Client: Southern Environmental Law Center (SELC)
Authors: Chirag T. Lala, Elisabeth Seliga, Joshua R. Castigliego, Elizabeth A. Stanton, PhD
July 2024
On behalf of the Southern Environmental Law Center (SELC), Researcher Chirag T. Lala, Assistant Researcher Elisabeth Seliga, Senior Researcher Joshua R. Castigliego, and Executive Director and Principal Economist Liz Stanton, PhD prepared a report that critiques the Virginia Electric and Power Company’s (d/b/a Dominion Energy Virginia) proposed Chesterfield Energy Reliability Center (CERC)—a 1,000-megawatt gas-fired combustion turbine facility—in Chesterfield, Virginia. AEC presents an assessment of an Alternative Portfolio—composed of solar, wind, and storage resources—that would provide the same energy and capacity needs as CERC, but at a lower cost.
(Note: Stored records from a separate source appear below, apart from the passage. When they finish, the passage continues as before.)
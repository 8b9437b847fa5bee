use std::sync::Arc;
use std::sync::mpsc::Receiver;

use anyhow::Context;

use crate::error::GameError;
use crate::game::{GameEvent, GameMachine, GamePhase, GameState};
use crate::model::{Difficulty, RosterPlayer, StreakData};
use crate::sampler::{MAX_ROUND_ATTEMPTS, RoundSampler, RoundSequencer, RoundToken};
use crate::service::PlayerService;
use crate::store::{DurableStore, best_effort};
use crate::streak::StreakTracker;

pub const DIFFICULTY_KEY: &str = "nfl-game-difficulty";

#[derive(Debug, Clone, Copy, PartialEq, Eq)]
pub enum RoundOutcome {
    Started,
    /// A newer round request arrived first; nothing was applied.
    Superseded,
}

#[derive(Debug, Clone)]
pub struct RoundHandle {
    rounds: RoundSequencer,
}

impl RoundHandle {
    pub fn supersede(&self) {
        self.rounds.invalidate();
    }
}

pub struct GameSession {
    service: Arc<PlayerService>,
    store: Arc<dyn DurableStore>,
    difficulty: Difficulty,
    pool: Vec<RosterPlayer>,
    sampler: RoundSampler,
    machine: GameMachine,
    streaks: StreakTracker,
    rounds: RoundSequencer,
}

impl GameSession {
    /// Restore the persisted difficulty and streaks. The pool is not loaded
    /// until [`GameSession::load_pool`].
    pub fn new(service: Arc<PlayerService>, store: Arc<dyn DurableStore>) -> Self {
        let difficulty = load_difficulty(store.as_ref());
        let streaks = StreakTracker::load(Arc::clone(&store));
        Self {
            service,
            store,
            difficulty,
            pool: Vec::new(),
            sampler: RoundSampler::new(),
            machine: GameMachine::new(),
            streaks,
            rounds: RoundSequencer::new(),
        }
    }

    pub fn difficulty(&self) -> Difficulty {
        self.difficulty
    }

    pub fn pool(&self) -> &[RosterPlayer] {
        &self.pool
    }

    pub fn state(&self) -> &GameState {
        self.machine.state()
    }

    pub fn phase(&self) -> GamePhase {
        self.machine.phase()
    }

    pub fn streak(&self) -> StreakData {
        self.streaks.get(self.difficulty)
    }

    pub fn subscribe(&mut self) -> Receiver<GameEvent> {
        self.machine.subscribe()
    }

    pub fn round_handle(&self) -> RoundHandle {
        RoundHandle {
            rounds: self.rounds.clone(),
        }
    }

    /// Load the pool for the current tier. On failure the pool is left empty
    /// and the error is shown as a load error.
    pub fn load_pool(&mut self) -> Result<usize, GameError> {
        let loaded = self
            .service
            .load_player_pool(self.difficulty)
            .and_then(|pool| {
                if pool.is_empty() {
                    Err(GameError::EmptyPool(self.difficulty))
                } else {
                    Ok(pool)
                }
            });
        match loaded {
            Ok(pool) => {
                log::info!("{} pool ready: {} players", self.difficulty, pool.len());
                self.pool = pool;
                Ok(self.pool.len())
            }
            Err(err) => {
                log::warn!("{err:#}");
                self.pool.clear();
                self.machine.fail_round(err.to_string());
                Err(err)
            }
        }
    }

    /// Sample up to [`MAX_ROUND_ATTEMPTS`] candidates until one builds into a
    /// playable player.
    pub fn start_new_round(&mut self) -> Result<RoundOutcome, GameError> {
        let token = self.rounds.next();
        self.machine.begin_round();
        if self.pool.is_empty() {
            let err = GameError::EmptyPool(self.difficulty);
            self.machine.fail_round(err.to_string());
            return Err(err);
        }

        let mut rng = rand::thread_rng();
        for attempt in 1..=MAX_ROUND_ATTEMPTS {
            if self.superseded(token) {
                return Ok(self.superseded_outcome());
            }
            let Some(candidate) = self.sampler.pick_random_player(&self.pool, &mut rng) else {
                break;
            };
            let built = self.service.build_game_player(&candidate.id);
            let Some(resolved) = self
                .rounds
                .apply_if_current(token, || self.machine.resolve_round(built))
            else {
                return Ok(self.superseded_outcome());
            };
            match resolved {
                Ok(()) => {
                    log::debug!("round ready after {attempt} attempt(s)");
                    return Ok(RoundOutcome::Started);
                }
                Err(err) => {
                    log::info!("attempt {attempt}/{MAX_ROUND_ATTEMPTS} skipped: {err}");
                }
            }
        }

        let err = GameError::NoPlayerAvailable {
            attempts: MAX_ROUND_ATTEMPTS,
        };
        let message = err.to_string();
        if self
            .rounds
            .apply_if_current(token, || self.machine.fail_round(message))
            .is_none()
        {
            return Ok(self.superseded_outcome());
        }
        log::warn!("{err}");
        Err(err)
    }

    /// Resolve the round with a guess. Returns `None` when no round is being
    /// guessed.
    pub fn guess(&mut self, player_id: &str) -> Option<bool> {
        if self.machine.phase() != GamePhase::Guessing {
            return None;
        }
        let correct = self.machine.submit_guess(player_id);
        if correct {
            self.streaks.record_correct(self.difficulty);
        } else {
            self.streaks.record_incorrect(self.difficulty);
        }
        Some(correct)
    }

    pub fn skip(&mut self) -> bool {
        if self.machine.phase() != GamePhase::Guessing {
            return false;
        }
        self.machine.skip_player();
        self.streaks.record_incorrect(self.difficulty);
        true
    }

    /// Switch tiers: persist the choice, drop any in-flight round, forget the
    /// recency history and load the new pool.
    pub fn set_difficulty(&mut self, difficulty: Difficulty) -> Result<usize, GameError> {
        let write = serde_json::to_string(&difficulty)
            .context("serialize difficulty")
            .and_then(|json| self.store.set(DIFFICULTY_KEY, &json));
        best_effort("difficulty save", write);
        self.rounds.invalidate();
        self.sampler.reset();
        self.difficulty = difficulty;
        self.machine.begin_round();
        self.load_pool()
    }

    fn superseded(&self, token: RoundToken) -> bool {
        !self.rounds.is_current(token)
    }

    fn superseded_outcome(&self) -> RoundOutcome {
        log::debug!("round superseded; dropping its result");
        RoundOutcome::Superseded
    }
}

fn load_difficulty(store: &dyn DurableStore) -> Difficulty {
    let Some(raw) = best_effort("difficulty load", store.get(DIFFICULTY_KEY)).flatten() else {
        return Difficulty::default();
    };
    serde_json::from_str(&raw).unwrap_or_else(|err| {
        log::warn!("ignoring stored difficulty {raw:?}: {err}");
        Difficulty::default()
    })
}

#[cfg(test)]
mod tests {
    use std::sync::Arc;

    use super::{DIFFICULTY_KEY, load_difficulty};
    use crate::model::Difficulty;
    use crate::store::{DurableStore, MemoryStore};

    #[test]
    fn persisted_difficulty_falls_back_to_easy() {
        let store = Arc::new(MemoryStore::new());
        assert_eq!(load_difficulty(store.as_ref()), Difficulty::Easy);
        store.set(DIFFICULTY_KEY, r#""hard""#).expect("seed");
        assert_eq!(load_difficulty(store.as_ref()), Difficulty::Hard);
        store.set(DIFFICULTY_KEY, r#""legendary""#).expect("seed");
        assert_eq!(load_difficulty(store.as_ref()), Difficulty::Easy);
        store.set(DIFFICULTY_KEY, "hard").expect("seed");
        assert_eq!(load_difficulty(store.as_ref()), Difficulty::Easy);
    }
}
AEC finds that the midpoint of the range of likely levelized costs of the Alternative Portfolio is 52 percent less expensive than that of Dominion Energy Virginia’s proposed CERC: $263 million versus $544 million. The combination of solar, wind and storage meets CERC on peak capacity, beats CERC on annual generation, and would cost ratepayers just half of what Dominion Energy Virginia wants to spend on CERC. Notably, the Alternative Portfolio presented in this report includes neither energy efficiency nor demand response, both of which have the potential to lower costs still further. Investments in energy efficiency alone—made at levels similar to the annual investments common in numerous other states—could obviate the need for CERC by 2030 or sooner.